己高閣には鶏足寺の本尊の十一面観音立像(平安時代:国指定重要文化財)などがあり、世代閣には先ほど紹介した薬師堂(旧岩戸寺)の本尊であった薬師如来立像(奈良時代:国指定重要文化財)などが収められている。
平安時代に制作された仏像が他にもあったが、立派な仏像にしては後ろに光背がないものが多く、光背があっても最近に作られたものであることが一目でわかるし、立派な仏像に釣り合わないものが大半だ。台座も同様だ。

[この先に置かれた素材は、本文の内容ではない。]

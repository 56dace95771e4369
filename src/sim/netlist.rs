use std::fmt;
use std::sync::Arc;

use fxhash::FxHashMap;
use log::debug;

use crate::circuit::{Circuit, Gate, GateId, GateKind};
use crate::error::EvaluationError;
use crate::sim::custom::CustomGateExpander;
use crate::sim::element::{ClockMemory, Element, FlipFlopMemory, LatchMemory, NaryType};

/// Limits applied while building the internal representation
#[derive(Debug, Clone, Copy, PartialEq, Eq)]
pub struct Limits {
    /// Maximum nesting of custom gates
    pub max_custom_depth: usize,
}

impl Default for Limits {
    fn default() -> Self {
        Limits {
            max_custom_depth: 16,
        }
    }
}

/// A gate in the internal representation
#[derive(Debug, Clone)]
pub struct Node {
    /// Identifier of the gate in its circuit
    pub id: GateId,
    /// Behaviour and memory
    pub element: Element,
    /// Input values seen at the last evaluation
    pub inputs: Vec<bool>,
    /// Output values
    pub outputs: Vec<bool>,
    /// Output value forced from outside, replacing evaluation
    pub forced: Option<bool>,
}

/// A wire in the internal representation, between node indices
#[derive(Debug, Clone, Copy, PartialEq, Eq)]
pub struct Connection {
    /// Index of the wire in the circuit
    pub wire: usize,
    /// Driving node
    pub from: usize,
    /// Output pin of the driving node
    pub from_pin: usize,
    /// Driven node
    pub to: usize,
    /// Input pin of the driven node
    pub to_pin: usize,
}

/// Internal representation of a circuit used for evaluation
///
/// Gates are stored in an arena and referenced by index; node `i` is gate `i` of the circuit
/// it was built from. Custom gates hold their own netlist, so identifiers are scoped to the
/// netlist they belong to.
#[derive(Debug, Clone, Default)]
pub struct Netlist {
    nodes: Vec<Node>,
    connections: Vec<Connection>,
    drivers: Vec<Vec<usize>>,
    index: FxHashMap<GateId, usize>,
}

impl Netlist {
    /// Build the internal representation of a circuit and seed the memory of its gates
    ///
    /// Structural errors are all returned together, and no netlist is built.
    pub fn build(circuit: &Circuit, limits: &Limits) -> Result<Netlist, Vec<EvaluationError>> {
        Self::build_scoped(circuit, limits, 0)
    }

    pub(crate) fn build_scoped(
        circuit: &Circuit,
        limits: &Limits,
        depth: usize,
    ) -> Result<Netlist, Vec<EvaluationError>> {
        let errors = circuit.check();
        if !errors.is_empty() {
            return Err(errors);
        }

        let mut ret = Netlist::default();
        for (i, g) in circuit.gates.iter().enumerate() {
            ret.index.insert(g.id.clone(), i);
            ret.nodes.push(make_node(g, limits, depth));
            ret.drivers.push(Vec::new());
        }
        for (i, w) in circuit.wires.iter().enumerate() {
            // Validity of every endpoint was checked above
            let (Some(&from), Some(&to), Some(to_pin)) = (
                ret.index.get(&w.from.gate_id),
                ret.index.get(&w.to.gate_id),
                w.to.input_pin(),
            ) else {
                continue;
            };
            ret.drivers[to].push(ret.connections.len());
            ret.connections.push(Connection {
                wire: i,
                from,
                from_pin: w.from.output_pin(),
                to,
                to_pin,
            });
        }
        debug!(
            "Built netlist with {} nodes and {} connections at depth {}",
            ret.nb_nodes(),
            ret.connections.len(),
            depth
        );
        Ok(ret)
    }

    /// Return the number of nodes
    pub fn nb_nodes(&self) -> usize {
        self.nodes.len()
    }

    /// Get the node at index i
    pub fn node(&self, i: usize) -> &Node {
        &self.nodes[i]
    }

    /// Get the node at index i, for modification
    pub fn node_mut(&mut self, i: usize) -> &mut Node {
        &mut self.nodes[i]
    }

    /// All nodes
    pub fn nodes(&self) -> &[Node] {
        &self.nodes
    }

    /// All connections
    pub fn connections(&self) -> &[Connection] {
        &self.connections
    }

    /// Connections driving the inputs of node i
    pub fn drivers(&self, i: usize) -> impl Iterator<Item = &Connection> + '_ {
        self.drivers[i].iter().map(|c| &self.connections[*c])
    }

    /// Index of a gate from its identifier
    pub fn index_of(&self, id: &str) -> Option<usize> {
        self.index.get(&GateId::from(id)).copied()
    }

    /// Force the primary output of a node, or release it with `None`
    pub fn force_output(&mut self, i: usize, value: Option<bool>) {
        self.nodes[i].forced = value;
    }

    /// Current output values of every node
    pub fn output_values(&self) -> Vec<Vec<bool>> {
        self.nodes.iter().map(|n| n.outputs.clone()).collect()
    }

    /// Compute the inputs of node i, reading driving outputs through `value`
    ///
    /// Pins without a wire keep their stored value.
    pub fn gather_inputs<F: Fn(usize, usize) -> bool>(&self, i: usize, value: F) -> Vec<bool> {
        let mut ret = self.nodes[i].inputs.clone();
        for c in self.drivers(i) {
            if c.to_pin < ret.len() {
                ret[c.to_pin] = value(c.from, c.from_pin);
            }
        }
        ret
    }

    /// Number of nodes, counting the internals of custom gates
    pub fn expanded_size(&self) -> usize {
        self.nodes
            .iter()
            .map(|n| match &n.element {
                Element::Custom(e) => 1 + e.expanded_size(),
                _ => 1,
            })
            .sum()
    }

    /// Write outputs, memory and wire states back into the circuit this netlist was built from
    pub fn write_back(&self, circuit: &mut Circuit) {
        for (g, n) in circuit.gates.iter_mut().zip(self.nodes.iter()) {
            g.inputs = n.inputs.clone();
            g.outputs = n.outputs.clone();
            n.element.store(&mut g.metadata);
        }
        for c in &self.connections {
            if let Some(w) = circuit.wires.get_mut(c.wire) {
                w.is_active = self.nodes[c.from]
                    .outputs
                    .get(c.from_pin)
                    .copied()
                    .unwrap_or(false);
            }
        }
    }
}

impl fmt::Display for Netlist {
    fn fmt(&self, f: &mut fmt::Formatter<'_>) -> fmt::Result {
        writeln!(f, "Netlist with {} nodes:", self.nb_nodes())?;
        for (i, n) in self.nodes.iter().enumerate() {
            writeln!(f, "\t{} ({}) = {}", i, n.id, n.element)?;
        }
        for c in &self.connections {
            writeln!(f, "\t{}[{}] -> {}[{}]", c.from, c.from_pin, c.to, c.to_pin)?;
        }
        Ok(())
    }
}

/// Create the node for a gate, seeding its memory from the metadata
fn make_node(g: &Gate, limits: &Limits, depth: usize) -> Node {
    let element = make_element(g, limits, depth);
    let mut outputs = g.outputs.clone();
    outputs.resize(g.nb_outputs(), false);
    match &element {
        Element::DFlipFlop(FlipFlopMemory { q, q_bar, .. })
        | Element::SrLatch(LatchMemory { q, q_bar }) => {
            outputs = vec![*q, *q_bar];
        }
        Element::Input { value } => outputs = vec![*value],
        _ => (),
    }
    let mut inputs = g.inputs.clone();
    inputs.resize(g.nb_inputs(), false);
    Node {
        id: g.id.clone(),
        element,
        inputs,
        outputs,
        forced: None,
    }
}

fn make_element(g: &Gate, limits: &Limits, depth: usize) -> Element {
    let meta = &g.metadata;
    match g.kind {
        GateKind::Input => Element::Input { value: g.output() },
        GateKind::Output => Element::Output,
        GateKind::And => Element::Nary(NaryType::And),
        GateKind::Or => Element::Nary(NaryType::Or),
        GateKind::Xor => Element::Nary(NaryType::Xor),
        GateKind::Nand => Element::Nary(NaryType::Nand),
        GateKind::Nor => Element::Nary(NaryType::Nor),
        GateKind::Not => Element::Not,
        GateKind::Mux => Element::Mux,
        GateKind::Clock => Element::Clock(ClockMemory {
            is_running: meta.is_running.unwrap_or(true),
            frequency: meta.frequency.unwrap_or(1.0),
            start_time: meta.start_time,
        }),
        GateKind::DFlipFlop => {
            let q = meta.q_output.unwrap_or(g.output());
            Element::DFlipFlop(FlipFlopMemory {
                previous_clock: meta.previous_clock_state.unwrap_or(false),
                q,
                q_bar: meta.q_bar_output.unwrap_or(!q),
            })
        }
        GateKind::SrLatch => {
            let q = meta.q_output.unwrap_or(g.output());
            Element::SrLatch(LatchMemory {
                q,
                q_bar: meta.q_bar_output.unwrap_or(!q),
            })
        }
        GateKind::Custom => match &meta.custom_gate {
            None => Element::Invalid {
                kind: g.kind,
                reason: "custom gate has no definition".to_string(),
            },
            Some(def) => match CustomGateExpander::compile(def, limits, depth + 1) {
                Ok(expansion) => Element::Custom(Arc::new(expansion)),
                Err(reason) => Element::Invalid {
                    kind: g.kind,
                    reason,
                },
            },
        },
        GateKind::Unknown => Element::Invalid {
            kind: g.kind,
            reason: "unknown gate kind".to_string(),
        },
    }
}

#[cfg(test)]
mod tests {
    use super::*;
    use crate::circuit::{Endpoint, Wire};

    fn sample() -> Circuit {
        let mut c = Circuit::new();
        let a = c.add(Gate::input("a", true));
        let b = c.add(Gate::input("b", false));
        let x = c.add(Gate::new("x", GateKind::Xor));
        let o = c.add(Gate::new("o", GateKind::Output));
        c.connect(&a, 0, &x, 0);
        c.connect(&b, 0, &x, 1);
        c.connect(&x, 0, &o, 0);
        c
    }

    #[test]
    fn test_build() {
        let c = sample();
        let net = Netlist::build(&c, &Limits::default()).unwrap();
        assert_eq!(net.nb_nodes(), 4);
        assert_eq!(net.connections().len(), 3);
        assert_eq!(net.index_of("x"), Some(2));
        assert_eq!(net.drivers(2).count(), 2);
        assert_eq!(net.node(0).outputs, vec![true]);
        assert!(net.node(0).element.is_sequential());
        assert!(!net.node(2).element.is_sequential());
        assert_eq!(net.gather_inputs(2, |n, _| n == 0), vec![true, false]);
        assert_eq!(net.expanded_size(), 4);
    }

    #[test]
    fn test_build_errors() {
        let mut c = sample();
        c.wires.push(Wire::new(
            "bad",
            Endpoint::output("nowhere", 0),
            Endpoint::input("o", 0),
        ));
        let errors = Netlist::build(&c, &Limits::default()).unwrap_err();
        assert_eq!(errors.len(), 2);
    }

    #[test]
    fn test_seed_memory() {
        let mut c = Circuit::new();
        let mut ff = Gate::new("ff", GateKind::DFlipFlop);
        ff.metadata.q_output = Some(true);
        ff.metadata.previous_clock_state = Some(true);
        c.add(ff);
        c.add(Gate::new("u", GateKind::Unknown));
        let net = Netlist::build(&c, &Limits::default()).unwrap();
        assert_eq!(net.node(0).outputs, vec![true, false]);
        match &net.node(0).element {
            Element::DFlipFlop(mem) => assert!(mem.previous_clock),
            e => panic!("Unexpected element {e}"),
        }
        assert!(matches!(net.node(1).element, Element::Invalid { .. }));
    }

    #[test]
    fn test_write_back() {
        let mut c = sample();
        let mut net = Netlist::build(&c, &Limits::default()).unwrap();
        net.node_mut(2).outputs = vec![true];
        net.node_mut(2).inputs = vec![true, false];
        net.write_back(&mut c);
        assert_eq!(c.output_of("x"), Some(true));
        assert!(c.wires[2].is_active);
        assert!(c.wires[0].is_active);
        assert!(!c.wires[1].is_active);
    }
}
use std::fmt;

use itertools::Itertools;
use log::warn;
use volute::Lut;

use crate::circuit::{codec, CustomGateDefinition, GateKind, PinDescriptor};
use crate::sim::element::{Element, GateFault};
use crate::sim::evaluator::{delayed_pass, immediate_pass, PassContext};
use crate::sim::graph::{DependencyGraph, Schedule};
use crate::sim::netlist::{Limits, Netlist};

/// Largest truth table accepted, in number of inputs
const MAX_TABLE_INPUTS: usize = 16;

/// How an external input reaches the internal circuit
#[derive(Debug, Clone, Copy, PartialEq, Eq)]
enum InputBinding {
    /// Sets the value of an internal input gate
    Latch(usize),
    /// Sets an input pin of an internal gate
    Pin(usize, usize),
}

/// Where an external output is read in the internal circuit
#[derive(Debug, Clone, Copy, PartialEq, Eq)]
enum OutputTap {
    /// Value seen by an internal output gate
    OutputGate(usize),
    /// Output pin of an internal gate
    Output(usize, usize),
    /// Input pin of an internal gate
    InputPin(usize, usize),
}

/// Custom gate implemented by an internal circuit
#[derive(Debug, Clone)]
pub struct SubCircuit {
    name: String,
    template: Netlist,
    schedule: Option<Schedule>,
    inputs: Vec<InputBinding>,
    outputs: Vec<OutputTap>,
}

/// Custom gate implemented by a truth table, one Lut per output
#[derive(Clone)]
pub struct TruthTable {
    name: String,
    nb_inputs: usize,
    luts: Vec<Lut>,
    skipped: Vec<String>,
}

impl fmt::Debug for TruthTable {
    fn fmt(&self, f: &mut fmt::Formatter<'_>) -> fmt::Result {
        f.debug_struct("TruthTable")
            .field("name", &self.name)
            .field("nb_inputs", &self.nb_inputs)
            .field("luts", &self.luts.iter().map(|l| l.to_string()).collect::<Vec<_>>())
            .field("skipped", &self.skipped)
            .finish()
    }
}

/// Compiled behaviour of a custom gate
///
/// Built once per gate from its definition, and shared by its evaluations.
#[derive(Debug, Clone)]
pub enum Expansion {
    /// Internal circuit, evaluated in full for each evaluation of the gate
    Circuit(SubCircuit),
    /// Explicit truth table
    Table(TruthTable),
}

impl SubCircuit {
    /// Internal circuit, in the state used at the start of each evaluation
    pub fn template(&self) -> &Netlist {
        &self.template
    }

    /// Returns whether the internal circuit is evaluated in a single ordered pass
    pub fn is_ordered(&self) -> bool {
        self.schedule.is_some()
    }

    fn evaluate(&self, inputs: &[bool], ctx: &mut PassContext) -> Result<Vec<bool>, GateFault> {
        check_arity(inputs, self.inputs.len())?;
        let mut net = self.template.clone();
        for (binding, v) in self.inputs.iter().zip(inputs) {
            match *binding {
                InputBinding::Latch(i) => {
                    let node = net.node_mut(i);
                    node.element = Element::Input { value: *v };
                    node.outputs[0] = *v;
                }
                InputBinding::Pin(i, p) => net.node_mut(i).inputs[p] = *v,
            }
        }

        let mut inner = PassContext::new(ctx.now, ctx.max_settle_iterations);
        match &self.schedule {
            Some(schedule) => {
                immediate_pass(&mut net, schedule, &mut inner);
            }
            None => {
                // Feedback inside the gate: iterate until the internal state is stable
                let settled =
                    (0..ctx.max_settle_iterations).any(|_| !delayed_pass(&mut net, &mut inner));
                if !settled {
                    return Err(GateFault::Custom {
                        name: self.name.clone(),
                        message: format!(
                            "internal circuit did not settle within {} passes",
                            ctx.max_settle_iterations
                        ),
                    });
                }
            }
        }
        for w in inner.warnings {
            ctx.note(format!("in {}, {}", self.name, w));
        }

        let read = |v: Option<&bool>| v.copied().unwrap_or(false);
        Ok(self
            .outputs
            .iter()
            .map(|tap| match *tap {
                OutputTap::OutputGate(i) => read(net.node(i).inputs.first()),
                OutputTap::Output(i, p) => read(net.node(i).outputs.get(p)),
                OutputTap::InputPin(i, p) => read(net.node(i).inputs.get(p)),
            })
            .collect())
    }
}

impl TruthTable {
    /// Rows of the definition that were ignored, with the reason
    pub fn skipped_rows(&self) -> &[String] {
        &self.skipped
    }

    fn evaluate(&self, inputs: &[bool], ctx: &mut PassContext) -> Result<Vec<bool>, GateFault> {
        check_arity(inputs, self.nb_inputs)?;
        for reason in &self.skipped {
            ctx.note(format!("in {}, {}", self.name, reason));
        }
        let mask = pattern_mask(inputs);
        Ok(self.luts.iter().map(|lut| lut.value(mask)).collect())
    }
}

/// Bit i of the mask is input i
fn pattern_mask(values: &[bool]) -> usize {
    values
        .iter()
        .enumerate()
        .filter(|(_, v)| **v)
        .fold(0, |m, (i, _)| m | (1 << i))
}

fn check_arity(inputs: &[bool], expected: usize) -> Result<(), GateFault> {
    if inputs.len() != expected {
        return Err(GateFault::Arity {
            kind: GateKind::Custom,
            expected,
            got: inputs.len(),
        });
    }
    Ok(())
}

/// Compiles and evaluates custom gates
pub struct CustomGateExpander;

impl CustomGateExpander {
    /// Compile a definition at the given nesting depth
    ///
    /// The internal circuit takes precedence over the truth table. Errors are described as text,
    /// and make the gate invalid.
    pub fn compile(
        def: &CustomGateDefinition,
        limits: &Limits,
        depth: usize,
    ) -> Result<Expansion, String> {
        if depth > limits.max_custom_depth {
            return Err(format!(
                "custom gates nested deeper than {}",
                limits.max_custom_depth
            ));
        }
        if let Some(circuit) = &def.internal_circuit {
            let template = Netlist::build_scoped(circuit, limits, depth).map_err(|errors| {
                format!(
                    "invalid internal circuit in {}: {}",
                    def.name,
                    errors.iter().join("; ")
                )
            })?;
            Self::compile_circuit(def, template).map(Expansion::Circuit)
        } else if def.truth_table.is_some() {
            Self::compile_table(def).map(Expansion::Table)
        } else {
            Err(format!(
                "{} has neither an internal circuit nor a truth table",
                def.name
            ))
        }
    }

    fn compile_circuit(def: &CustomGateDefinition, template: Netlist) -> Result<SubCircuit, String> {
        let lookup = |pin: &PinDescriptor| -> Result<usize, String> {
            let id = pin
                .gate_id
                .as_ref()
                .ok_or_else(|| format!("pin {} of {} is not bound", pin.name, def.name))?;
            template
                .index_of(id.as_str())
                .ok_or_else(|| format!("pin {} of {} is bound to unknown gate {}", pin.name, def.name, id))
        };
        let out_of_range = |pin: &PinDescriptor| {
            format!(
                "pin {} of {} is bound to missing pin {}",
                pin.name, def.name, pin.pin_index
            )
        };

        let mut inputs = Vec::new();
        for pin in &def.inputs {
            let i = lookup(pin)?;
            let node = template.node(i);
            if matches!(node.element, Element::Input { .. }) {
                inputs.push(InputBinding::Latch(i));
            } else {
                let p = pin.pin_index.max(0) as usize;
                if p >= node.inputs.len() {
                    return Err(out_of_range(pin));
                }
                inputs.push(InputBinding::Pin(i, p));
            }
        }

        let mut outputs = Vec::new();
        for pin in &def.outputs {
            let i = lookup(pin)?;
            let node = template.node(i);
            let tap = if node.element.kind() == GateKind::Output {
                OutputTap::OutputGate(i)
            } else if pin.pin_index < 0 {
                let p = (-(pin.pin_index as i64) - 1) as usize;
                if p >= node.outputs.len() {
                    return Err(out_of_range(pin));
                }
                OutputTap::Output(i, p)
            } else {
                let p = pin.pin_index as usize;
                if p >= node.inputs.len() {
                    return Err(out_of_range(pin));
                }
                OutputTap::InputPin(i, p)
            };
            outputs.push(tap);
        }

        let schedule = DependencyGraph::from_netlist(&template).schedule().ok();
        Ok(SubCircuit {
            name: def.name.clone(),
            template,
            schedule,
            inputs,
            outputs,
        })
    }

    fn compile_table(def: &CustomGateDefinition) -> Result<TruthTable, String> {
        let nb_inputs = def.inputs.len();
        let nb_outputs = def.outputs.len();
        if nb_inputs > MAX_TABLE_INPUTS {
            return Err(format!(
                "truth table of {} has {} inputs, at most {} are supported",
                def.name, nb_inputs, MAX_TABLE_INPUTS
            ));
        }
        let mut luts = vec![Lut::zero(nb_inputs); nb_outputs];
        let mut skipped = Vec::new();
        for (ins, outs) in def.truth_table.iter().flatten() {
            let Some(pattern) = codec::decode_pattern(ins).filter(|p| p.len() == nb_inputs) else {
                skipped.push(format!("ignored row with invalid input pattern {ins:?}"));
                continue;
            };
            let Some(values) = codec::decode_pattern(outs).filter(|p| p.len() == nb_outputs) else {
                skipped.push(format!("ignored row with invalid output pattern {outs:?}"));
                continue;
            };
            let mask = pattern_mask(&pattern);
            for (lut, v) in luts.iter_mut().zip(values) {
                lut.set_value(mask, v);
            }
        }
        for reason in &skipped {
            warn!("Truth table of {}: {}", def.name, reason);
        }
        Ok(TruthTable {
            name: def.name.clone(),
            nb_inputs,
            luts,
            skipped,
        })
    }

    /// Evaluate a compiled custom gate
    pub fn evaluate(
        expansion: &Expansion,
        inputs: &[bool],
        ctx: &mut PassContext,
    ) -> Result<Vec<bool>, GateFault> {
        match expansion {
            Expansion::Circuit(sub) => sub.evaluate(inputs, ctx),
            Expansion::Table(table) => table.evaluate(inputs, ctx),
        }
    }

    /// Compile and evaluate a definition on its own
    pub fn evaluate_definition(
        def: &CustomGateDefinition,
        inputs: &[bool],
        now: u64,
    ) -> Result<Vec<bool>, GateFault> {
        let limits = Limits::default();
        let expansion = Self::compile(def, &limits, 1).map_err(|message| {
            warn!("Custom gate {} cannot be compiled: {}", def.name, message);
            GateFault::Custom {
                name: def.name.clone(),
                message,
            }
        })?;
        let mut ctx = PassContext::new(now, 50);
        Self::evaluate(&expansion, inputs, &mut ctx)
    }
}

impl Expansion {
    /// Name of the definition
    pub fn name(&self) -> &str {
        match self {
            Expansion::Circuit(sub) => &sub.name,
            Expansion::Table(table) => &table.name,
        }
    }

    /// Number of internal nodes, recursively
    pub fn expanded_size(&self) -> usize {
        match self {
            Expansion::Circuit(sub) => sub.template.expanded_size(),
            Expansion::Table(_) => 0,
        }
    }
}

かなり破損した仏像がいくつかあったが、以前このブログでレポートした、金刀比羅宮の宝物館で見た廃仏毀釈で仏像にかなり似ていた。
http://shibayan1954.blog101.fc2.com/blog-entry-69.html
明治の廃仏毀釈によって多くの寺院が破壊され、仏像も壊されたり、燃やされたり、捨てられたりしたことを過去何度かこのブログで書いてきたが、己高閣・世代閣にある仏像の多くは、明治の初期によく似たことがあったのだと思う。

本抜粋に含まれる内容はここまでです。